Quote the records below word for word, please, from the very first line through the one that contains "tree that covers", and nothing beyond it.

SOURCE DATA Block Start

//! Hashing and test helpers.

pub mod hash;

#[cfg(test)]
pub mod testutil;
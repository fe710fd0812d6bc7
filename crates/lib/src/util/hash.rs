//! Hashing for store path names and store content.
//!
//! Store path names carry an [`ObjectHash`]: the first 32 hex characters of
//! a SHA-256 over a fingerprint. Store content is identified by a [`NarHash`]
//! computed by [`hash_path`] over a serialisation of the file tree that covers
//! names, file contents and link targets but no metadata.

use std::fmt;
use std::fs;
use std::io;
use std::path::{Path, PathBuf};

use serde::{Deserialize, Serialize};
use sha2::{Digest, Sha256};
use thiserror::Error;
use walkdir::{DirEntry, WalkDir};

use crate::consts::STORE_HASH_LEN;

#[derive(Debug, Error)]
pub enum HashError {
  #[error("failed to read '{path}': {source}")]
  Io {
    path: PathBuf,
    #[source]
    source: io::Error,
  },

  #[error("failed to walk '{root}': {source}")]
  Walk {
    root: PathBuf,
    #[source]
    source: walkdir::Error,
  },
}

fn io_err(path: &Path) -> impl FnOnce(io::Error) -> HashError + '_ {
  move |source| HashError::Io {
    path: path.to_path_buf(),
    source,
  }
}

/// Hash part of a store path name.
#[derive(Debug, Clone, PartialEq, Eq, PartialOrd, Ord, Hash, Serialize, Deserialize)]
pub struct ObjectHash(pub String);

impl fmt::Display for ObjectHash {
  fn fmt(&self, f: &mut fmt::Formatter<'_>) -> fmt::Result {
    f.write_str(&self.0)
  }
}

impl ObjectHash {
  fn truncate(digest: impl fmt::LowerHex) -> Self {
    let mut hex = format!("{digest:x}");
    hex.truncate(STORE_HASH_LEN);
    ObjectHash(hex)
  }

  /// Hash of fingerprint parts joined with `:`.
  pub fn of_parts(parts: &[&str]) -> Self {
    Self::truncate(Sha256::digest(parts.join(":").as_bytes()))
  }
}

/// Types whose JSON serialization determines their store identity.
pub trait Hashable: Serialize {
  fn compute_hash(&self) -> Result<ObjectHash, serde_json::Error> {
    let serialized = serde_json::to_vec(self)?;
    Ok(ObjectHash::truncate(Sha256::digest(&serialized)))
  }
}

/// Content hash of a store path, written `sha256:<hex>`.
#[derive(Debug, Clone, PartialEq, Eq, Hash)]
pub struct NarHash(String);

impl fmt::Display for NarHash {
  fn fmt(&self, f: &mut fmt::Formatter<'_>) -> fmt::Result {
    write!(f, "sha256:{}", self.0)
  }
}

impl NarHash {
  /// The bare hex digest, without the algorithm prefix.
  pub fn hex(&self) -> &str {
    &self.0
  }
}

/// Hash the tree at `path`, skipping entries named in `exclude` at any depth.
///
/// Each entry contributes a tagged record in file-name order: `d` for
/// directories, `f`/`x` for plain and executable files followed by their
/// length and contents, `l` for symlinks followed by the target. A single file
/// hashes differently from a directory containing it.
pub fn hash_path(path: &Path, exclude: &[&str]) -> Result<NarHash, HashError> {
  hash_tree(path, |e| e.depth() == 0 || !e.file_name().to_str().is_some_and(|n| exclude.contains(&n)))
}

/// Hash the tree at `path`, descending only into entries `keep` accepts.
pub fn hash_tree<P>(path: &Path, keep: P) -> Result<NarHash, HashError>
where
  P: FnMut(&DirEntry) -> bool,
{
  let mut hasher = Sha256::new();
  let walker = WalkDir::new(path).sort_by_file_name().into_iter().filter_entry(keep);

  for entry in walker {
    let entry = entry.map_err(|source| HashError::Walk {
      root: path.to_path_buf(),
      source,
    })?;
    let relative = entry.path().strip_prefix(path).unwrap_or(entry.path());
    let name = relative.to_string_lossy();
    let file_type = entry.file_type();

    if file_type.is_dir() {
      hasher.update(format!("d {name}\0"));
    } else if file_type.is_symlink() {
      let target = fs::read_link(entry.path()).map_err(io_err(entry.path()))?;
      hasher.update(format!("l {name}\0{}\0", target.to_string_lossy()));
    } else if file_type.is_file() {
      let tag = if is_executable(entry.path())? { 'x' } else { 'f' };
      let size = entry
        .metadata()
        .map_err(|source| HashError::Walk {
          root: path.to_path_buf(),
          source,
        })?
        .len();
      hasher.update(format!("{tag} {name}\0{size}\0"));
      let mut file = fs::File::open(entry.path()).map_err(io_err(entry.path()))?;
      io::copy(&mut file, &mut hasher).map_err(io_err(entry.path()))?;
    }
  }

  Ok(NarHash(format!("{:x}", hasher.finalize())))
}

#[cfg(unix)]
fn is_executable(path: &Path) -> Result<bool, HashError> {
  use std::os::unix::fs::PermissionsExt;

  let meta = fs::metadata(path).map_err(io_err(path))?;
  Ok(meta.permissions().mode() & 0o111 != 0)
}

#[cfg(not(unix))]
fn is_executable(_path: &Path) -> Result<bool, HashError> {
  Ok(false)
}
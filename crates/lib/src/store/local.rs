//! A store kept in a local directory.

use std::collections::{BTreeMap, BTreeSet, HashMap};
use std::fs;
use std::io;
use std::path::{Path, PathBuf};
use std::time::Duration;

use tracing::{debug, info, warn};
use walkdir::{DirEntry, WalkDir};

use super::lock::BuildLock;
use super::schedule::{self, BuildGraph};
use super::{BuildRequest, Derivation, MissingInfo, PathInfo, Store, StoreError, StorePath};
use crate::util::hash::{ObjectHash, hash_path, hash_tree};

/// Names never copied into the store from a source tree.
const SOURCE_EXCLUDES: &[&str] = &[".git"];

/// How long `build_paths` waits for another process building into the same store.
const BUILD_LOCK_WAIT: Duration = Duration::from_secs(600);

pub struct LocalStore {
  root: PathBuf,
  store_dir: PathBuf,
  db_dir: PathBuf,
  max_jobs: usize,
}

impl LocalStore {
  /// Open (creating if needed) the store rooted at `root`.
  pub fn open(root: &Path) -> Result<Self, StoreError> {
    let store_dir = root.join("store");
    let db_dir = root.join("db");
    for dir in [store_dir.clone(), db_dir.join("info"), db_dir.join("derivers")] {
      fs::create_dir_all(&dir).map_err(StoreError::io(&dir))?;
    }
    let root = dunce::canonicalize(root).map_err(StoreError::io(root))?;

    let max_jobs = std::thread::available_parallelism().map(|n| n.get()).unwrap_or(1);
    debug!(root = %root.display(), max_jobs, "opened local store");

    Ok(Self {
      store_dir: root.join("store"),
      db_dir: root.join("db"),
      root,
      max_jobs,
    })
  }

  /// Open the store at the configured location (`SPROUT_STORE` or the data dir).
  pub fn open_default() -> Result<Self, StoreError> {
    Self::open(&crate::platform::paths::store_root())
  }

  pub fn with_max_jobs(mut self, max_jobs: usize) -> Self {
    self.max_jobs = max_jobs.max(1);
    self
  }

  pub fn root(&self) -> &Path {
    &self.root
  }

  fn info_path(&self, path: &StorePath) -> PathBuf {
    self.db_dir.join("info").join(format!("{}.json", path.hash_part()))
  }

  fn deriver_path(&self, path: &StorePath) -> PathBuf {
    self.db_dir.join("derivers").join(path.hash_part())
  }

  /// Whether a source tree entry belongs in the store copy. Excluded names and
  /// the store itself are skipped when the source contains it.
  fn is_source_entry(&self, entry: &DirEntry) -> bool {
    if entry.depth() == 0 {
      return true;
    }
    let excluded = entry
      .file_name()
      .to_str()
      .is_some_and(|name| SOURCE_EXCLUDES.contains(&name));
    !excluded && entry.path() != self.root
  }

  fn register(&self, info: &PathInfo) -> Result<(), StoreError> {
    let target = self.info_path(&info.path);
    let content = serde_json::to_string_pretty(info).map_err(StoreError::Serialize)?;
    write_atomic(&target, content.as_bytes())?;
    debug!(path = %info.path, references = info.references.len(), "registered valid path");
    Ok(())
  }

  /// Derivations that must be built to satisfy `requests`, in dependency order.
  fn plan(&self, requests: &[BuildRequest]) -> Result<(BuildGraph, BTreeMap<StorePath, Derivation>), StoreError> {
    let mut graph = BuildGraph::new();
    let mut drvs = BTreeMap::new();
    let mut memo = HashMap::new();
    for request in requests {
      self.visit(&request.drv_path, &request.outputs, &mut graph, &mut drvs, &mut memo)?;
    }
    Ok((graph, drvs))
  }

  /// Returns whether `drv_path` has to be built.
  fn visit(
    &self,
    drv_path: &StorePath,
    wanted: &BTreeSet<String>,
    graph: &mut BuildGraph,
    drvs: &mut BTreeMap<StorePath, Derivation>,
    memo: &mut HashMap<StorePath, bool>,
  ) -> Result<bool, StoreError> {
    if memo.get(drv_path) == Some(&true) {
      return Ok(true);
    }

    let drv = self.read_derivation(drv_path)?;
    let mut needs_build = false;
    for output in wanted_outputs(&drv, wanted) {
      let path = drv.output_path(&output).ok_or_else(|| StoreError::UnknownOutput {
        drv_path: drv_path.clone(),
        output: output.clone(),
      })?;
      if !self.is_valid_path(path)? {
        needs_build = true;
      }
    }
    memo.insert(drv_path.clone(), needs_build);
    if !needs_build {
      return Ok(false);
    }

    graph.add(drv_path);
    for (input, outputs) in &drv.input_drvs {
      if self.visit(input, outputs, graph, drvs, memo)? {
        graph.add_dependency(input, drv_path);
      }
    }
    drvs.insert(drv_path.clone(), drv);
    Ok(true)
  }

  fn register_outputs(&self, drv_path: &StorePath, drv: &Derivation) -> Result<(), StoreError> {
    let mut inputs: BTreeSet<StorePath> = drv.input_srcs.clone();
    for (input, outputs) in &drv.input_drvs {
      let input_drv = self.read_derivation(input)?;
      for (name, path) in input_drv.output_paths() {
        if outputs.is_empty() || outputs.contains(&name) {
          inputs.insert(path);
        }
      }
    }
    let mut candidates = self.closure(&inputs)?;
    candidates.extend(drv.output_paths().into_values());

    for path in drv.output_paths().into_values() {
      let references = scan_references(path.as_path(), &candidates)?;
      let nar_hash = hash_path(path.as_path(), &[])?;
      self.register(&PathInfo {
        path,
        nar_hash: nar_hash.to_string(),
        references,
        deriver: Some(drv_path.clone()),
      })?;
    }
    Ok(())
  }
}

impl Store for LocalStore {
  fn store_dir(&self) -> &Path {
    &self.store_dir
  }

  fn instantiate(&self, mut drv: Derivation) -> Result<(StorePath, Derivation), StoreError> {
    drv.compute_outputs(&self.store_dir)?;
    let drv_path = drv.drv_path(&self.store_dir)?;

    if !self.is_valid_path(&drv_path)? {
      let content = serde_json::to_string_pretty(&drv).map_err(StoreError::Serialize)?;
      write_atomic(drv_path.as_path(), content.as_bytes())?;
      let nar_hash = hash_path(drv_path.as_path(), &[])?;
      self.register(&PathInfo {
        path: drv_path.clone(),
        nar_hash: nar_hash.to_string(),
        references: drv.references(),
        deriver: None,
      })?;
      debug!(drv = %drv_path, "instantiated derivation");
    }

    for path in drv.output_paths().values() {
      let marker = self.deriver_path(path);
      if !marker.exists() {
        write_atomic(&marker, drv_path.to_string().as_bytes())?;
      }
    }

    Ok((drv_path, drv))
  }

  fn read_derivation(&self, drv_path: &StorePath) -> Result<Derivation, StoreError> {
    let content = match fs::read_to_string(drv_path.as_path()) {
      Ok(content) => content,
      Err(e) if e.kind() == io::ErrorKind::NotFound => {
        return Err(StoreError::DerivationNotFound(drv_path.clone()));
      }
      Err(e) => return Err(StoreError::io(drv_path.as_path())(e)),
    };
    serde_json::from_str(&content).map_err(StoreError::Serialize)
  }

  fn add_to_store(&self, name: &str, src: &Path) -> Result<StorePath, StoreError> {
    let src = dunce::canonicalize(src).map_err(StoreError::io(src))?;
    let src = src.as_path();
    let nar_hash = hash_tree(src, |e| self.is_source_entry(e))?;
    let hash = ObjectHash::of_parts(&["source", name, nar_hash.hex(), &self.store_dir.to_string_lossy()]);
    let path = StorePath::new(&self.store_dir, &hash.0, name)?;

    if self.is_valid_path(&path)? {
      debug!(path = %path, "source already in store");
      return Ok(path);
    }

    let staging = tempfile::Builder::new()
      .prefix(".tmp-add-")
      .tempdir_in(&self.store_dir)
      .map_err(StoreError::io(&self.store_dir))?;
    let staged = staging.path().join("content");
    copy_tree(src, &staged, |e| self.is_source_entry(e))?;

    if path.as_path().exists() {
      remove_any(path.as_path())?;
    }
    fs::rename(&staged, path.as_path()).map_err(StoreError::io(path.as_path()))?;

    self.register(&PathInfo {
      path: path.clone(),
      nar_hash: nar_hash.to_string(),
      references: BTreeSet::new(),
      deriver: None,
    })?;
    info!(src = %src.display(), path = %path, "added to store");
    Ok(path)
  }

  fn build_paths(&self, requests: &[BuildRequest]) -> Result<(), StoreError> {
    let _lock = BuildLock::acquire(&self.db_dir, "build", BUILD_LOCK_WAIT)?;

    let (graph, drvs) = self.plan(requests)?;
    if graph.is_empty() {
      debug!(requests = requests.len(), "all requested outputs are valid");
      return Ok(());
    }

    let runtime = tokio::runtime::Builder::new_current_thread()
      .enable_all()
      .build()
      .map_err(StoreError::Runtime)?;
    let tmp_root = self.root.join("tmp");

    runtime.block_on(schedule::execute(
      &graph,
      &drvs,
      &tmp_root,
      self.max_jobs,
      |drv_path, drv| self.register_outputs(drv_path, drv),
    ))
  }

  fn query_missing(&self, requests: &[BuildRequest]) -> Result<MissingInfo, StoreError> {
    let (_, drvs) = self.plan(requests)?;
    let mut missing = MissingInfo {
      will_build: drvs.into_keys().collect(),
      valid: BTreeSet::new(),
    };

    for request in requests {
      let drv = self.read_derivation(&request.drv_path)?;
      for output in wanted_outputs(&drv, &request.outputs) {
        if let Some(path) = drv.output_path(&output)
          && self.is_valid_path(path)?
        {
          missing.valid.insert(path.clone());
        }
      }
    }
    Ok(missing)
  }

  fn is_valid_path(&self, path: &StorePath) -> Result<bool, StoreError> {
    Ok(self.info_path(path).exists() && fs::symlink_metadata(path.as_path()).is_ok())
  }

  fn query_path_info(&self, path: &StorePath) -> Result<Option<PathInfo>, StoreError> {
    if !self.is_valid_path(path)? {
      return Ok(None);
    }
    let info_path = self.info_path(path);
    let content = fs::read_to_string(&info_path).map_err(StoreError::io(&info_path))?;
    let info = serde_json::from_str(&content).map_err(StoreError::Serialize)?;
    Ok(Some(info))
  }

  fn query_deriver(&self, path: &StorePath) -> Result<Option<StorePath>, StoreError> {
    if let Some(PathInfo {
      deriver: Some(deriver), ..
    }) = self.query_path_info(path)?
    {
      return Ok(Some(deriver));
    }

    let marker = self.deriver_path(path);
    match fs::read_to_string(&marker) {
      Ok(content) => Ok(Some(self.parse_store_path(Path::new(content.trim()))?)),
      Err(e) if e.kind() == io::ErrorKind::NotFound => Ok(None),
      Err(e) => Err(StoreError::io(&marker)(e)),
    }
  }

  fn query_all_valid_paths(&self) -> Result<BTreeSet<StorePath>, StoreError> {
    let info_dir = self.db_dir.join("info");
    let mut paths = BTreeSet::new();
    for entry in fs::read_dir(&info_dir).map_err(StoreError::io(&info_dir))? {
      let entry = entry.map_err(StoreError::io(&info_dir))?;
      let content = fs::read_to_string(entry.path()).map_err(StoreError::io(entry.path()))?;
      match serde_json::from_str::<PathInfo>(&content) {
        Ok(info) if fs::symlink_metadata(info.path.as_path()).is_ok() => {
          paths.insert(info.path);
        }
        Ok(_) => {}
        Err(e) => warn!(file = %entry.path().display(), error = %e, "skipping unreadable path info"),
      }
    }
    Ok(paths)
  }
}

fn wanted_outputs(drv: &Derivation, wanted: &BTreeSet<String>) -> BTreeSet<String> {
  if wanted.is_empty() {
    drv.output_names()
  } else {
    wanted.clone()
  }
}

/// Store paths among `candidates` whose hash part occurs in the content,
/// symlink targets or names relative to `root`. The name of `root` itself is
/// never searched.
fn scan_references(root: &Path, candidates: &BTreeSet<StorePath>) -> Result<BTreeSet<StorePath>, StoreError> {
  let mut found = BTreeSet::new();
  let mut pending: Vec<(String, &StorePath)> = candidates.iter().map(|p| (p.hash_part(), p)).collect();

  for entry in WalkDir::new(root) {
    if pending.is_empty() {
      break;
    }
    let entry = entry.map_err(|e| StoreError::io(root)(io::Error::other(e)))?;
    let rel = entry.path().strip_prefix(root).unwrap_or(Path::new(""));
    let mut haystack = rel.to_string_lossy().into_owned().into_bytes();
    if entry.file_type().is_file() {
      haystack.extend(fs::read(entry.path()).map_err(StoreError::io(entry.path()))?);
    } else if entry.file_type().is_symlink() {
      let target = fs::read_link(entry.path()).map_err(StoreError::io(entry.path()))?;
      haystack.extend(target.to_string_lossy().as_bytes());
    }

    pending.retain(|(hash, path)| {
      let hit = contains(&haystack, hash.as_bytes());
      if hit {
        found.insert((*path).clone());
      }
      !hit
    });
  }
  Ok(found)
}

fn contains(haystack: &[u8], needle: &[u8]) -> bool {
  !needle.is_empty() && haystack.windows(needle.len()).any(|w| w == needle)
}

fn copy_tree(src: &Path, dest: &Path, keep: impl FnMut(&DirEntry) -> bool) -> Result<(), StoreError> {
  let meta = fs::symlink_metadata(src).map_err(StoreError::io(src))?;
  if !meta.is_dir() {
    fs::copy(src, dest).map_err(StoreError::io(dest))?;
    return Ok(());
  }

  let walker = WalkDir::new(src).into_iter().filter_entry(keep);
  for entry in walker {
    let entry = entry.map_err(|e| StoreError::io(src)(io::Error::other(e)))?;
    let rel = entry.path().strip_prefix(src).unwrap_or(entry.path());
    let target = dest.join(rel);
    let file_type = entry.file_type();
    if file_type.is_dir() {
      fs::create_dir_all(&target).map_err(StoreError::io(&target))?;
    } else if file_type.is_symlink() {
      let link = fs::read_link(entry.path()).map_err(StoreError::io(entry.path()))?;
      symlink(&link, &target).map_err(StoreError::io(&target))?;
    } else if file_type.is_file() {
      fs::copy(entry.path(), &target).map_err(StoreError::io(&target))?;
    }
  }
  Ok(())
}

#[cfg(unix)]
fn symlink(target: &Path, link: &Path) -> io::Result<()> {
  std::os::unix::fs::symlink(target, link)
}

#[cfg(windows)]
fn symlink(target: &Path, link: &Path) -> io::Result<()> {
  std::os::windows::fs::symlink_file(target, link)
}

fn remove_any(path: &Path) -> Result<(), StoreError> {
  let meta = fs::symlink_metadata(path).map_err(StoreError::io(path))?;
  if meta.is_dir() {
    fs::remove_dir_all(path).map_err(StoreError::io(path))
  } else {
    fs::remove_file(path).map_err(StoreError::io(path))
  }
}

fn write_atomic(target: &Path, content: &[u8]) -> Result<(), StoreError> {
  let parent = target.parent().unwrap_or(Path::new("."));
  let mut tmp = tempfile::NamedTempFile::new_in(parent).map_err(StoreError::io(parent))?;
  io::Write::write_all(&mut tmp, content).map_err(StoreError::io(target))?;
  tmp
    .persist(target)
    .map_err(|e| StoreError::io(target)(e.error))?;
  Ok(())
}
//! Build command integration tests.

use std::path::Path;

use predicates::prelude::*;

use super::common::{TestEnv, is_store_path};

#[test]
fn build_prints_output_path() {
  let env = TestEnv::with_packages();

  let out = TestEnv::stdout_of(&mut env.with_file(&["build", "hello"]));

  assert!(is_store_path(Path::new(&out), &env.store_dir(), "hello"), "got {out}");
  assert_eq!(std::fs::read_to_string(&out).unwrap(), "hello\n");
}

#[test]
fn build_is_idempotent() {
  let env = TestEnv::with_packages();

  let first = TestEnv::stdout_of(&mut env.with_file(&["build", "hello"]));
  let second = TestEnv::stdout_of(&mut env.with_file(&["build", "hello"]));

  assert_eq!(first, second);
}

#[test]
fn build_several_installables() {
  let env = TestEnv::with_packages();

  let out = TestEnv::stdout_of(&mut env.with_file(&["build", "hello", "goodbye"]));
  let lines: Vec<&str> = out.lines().collect();

  assert_eq!(lines.len(), 2);
  assert!(lines[0].ends_with("-hello"));
  assert!(lines[1].ends_with("-goodbye"));
}

#[test]
fn build_list_value() {
  let env = TestEnv::with_packages();

  let out = TestEnv::stdout_of(&mut env.with_file(&["build", "both"]));

  assert_eq!(out.lines().count(), 2);
}

#[test]
fn build_whole_file_by_default() {
  let env = TestEnv::empty();
  env.write_file(
    "one.lua",
    r#"return sprout.derivation { name = "only", builder = "/bin/sh", args = { "-c", "echo > $out" } }"#,
  );

  env
    .sprout_cmd()
    .args(["build", "-f", "one.lua"])
    .assert()
    .success()
    .stdout(predicate::str::ends_with("-only\n"));
}

#[test]
fn build_from_default_expression_in_working_directory() {
  let env = TestEnv::empty();
  env.write_file("default.lua", &super::common::fixture_content("packages.lua"));

  env
    .sprout_cmd()
    .args(["build", "goodbye"])
    .assert()
    .success()
    .stdout(predicate::str::ends_with("-goodbye\n"));
}

#[test]
fn build_expression() {
  let env = TestEnv::with_packages();

  env
    .sprout_cmd()
    .args([
      "build",
      "(sprout.derivation { name = \"inline\", builder = \"/bin/sh\", args = { \"-c\", \"echo > $out\" } })",
    ])
    .assert()
    .success()
    .stdout(predicate::str::ends_with("-inline\n"));
}

#[test]
fn build_dry_run_builds_nothing() {
  let env = TestEnv::with_packages();

  env
    .with_file(&["build", "--dry-run", "hello"])
    .assert()
    .success()
    .stdout(predicate::str::contains("Dry run"));

  env.with_file(&["build", "--no-build", "hello"]).assert().failure();
}

#[test]
fn build_no_build_fails_for_missing_output() {
  let env = TestEnv::with_packages();

  env
    .with_file(&["build", "--no-build", "hello"])
    .assert()
    .failure()
    .stderr(predicate::str::contains("building is disabled"));
}

#[test]
fn build_json_lists_derivation_and_outputs() {
  let env = TestEnv::with_packages();

  let out = TestEnv::stdout_of(&mut env.with_file(&["build", "--json", "hello"]));
  let json: serde_json::Value = serde_json::from_str(&out).unwrap();

  let buildable = &json[0];
  assert!(buildable["drvPath"].as_str().unwrap().ends_with("-hello.drv"));
  assert!(buildable["outputs"]["out"].as_str().unwrap().ends_with("-hello"));
}

#[test]
fn build_failure_names_installable() {
  let env = TestEnv::with_packages();

  env
    .with_file(&["build", "broken"])
    .assert()
    .failure()
    .stderr(predicate::str::contains("build of 'broken' failed"));
}

#[test]
fn build_unknown_attribute_fails() {
  let env = TestEnv::with_packages();

  env
    .with_file(&["build", "nope"])
    .assert()
    .failure()
    .stderr(predicate::str::contains("cannot find installable 'nope'"));
}

#[test]
fn build_rejects_non_derivations() {
  let env = TestEnv::with_packages();

  env
    .with_file(&["build", "greeting"])
    .assert()
    .failure()
    .stderr(predicate::str::contains("cannot be built"));
}

#[test]
fn build_store_path_that_is_valid() {
  let env = TestEnv::with_packages();
  let out = TestEnv::stdout_of(&mut env.with_file(&["build", "hello"]));

  env
    .sprout_cmd()
    .args(["build", &out])
    .assert()
    .success()
    .stdout(predicate::str::contains(out.as_str()));
}

#[test]
fn store_flag_overrides_environment() {
  let env = TestEnv::with_packages();
  let other = env.path().join("other-store");

  let out = TestEnv::stdout_of(
    env
      .with_file(&["build", "hello"])
      .arg("--store")
      .arg(&other),
  );

  assert!(Path::new(&out).starts_with(other.join("store")), "got {out}");
}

SOURCE DATA Block End

:: PROBLEM SOLUTION ::
//! Hashing and test helpers.

pub mod hash;

#[cfg(test)]
pub mod testutil;
repository fe710fd0812d6bc7
filename crates/lib/src/util/hash.rs
//! Hashing for store path names and store content.
//!
//! Store path names carry an [`ObjectHash`]: the first 32 hex characters of
//! a SHA-256 over a fingerprint. Store content is identified by a [`NarHash`]
//! computed by [`hash_path`] over a serialisation of the file tree that covers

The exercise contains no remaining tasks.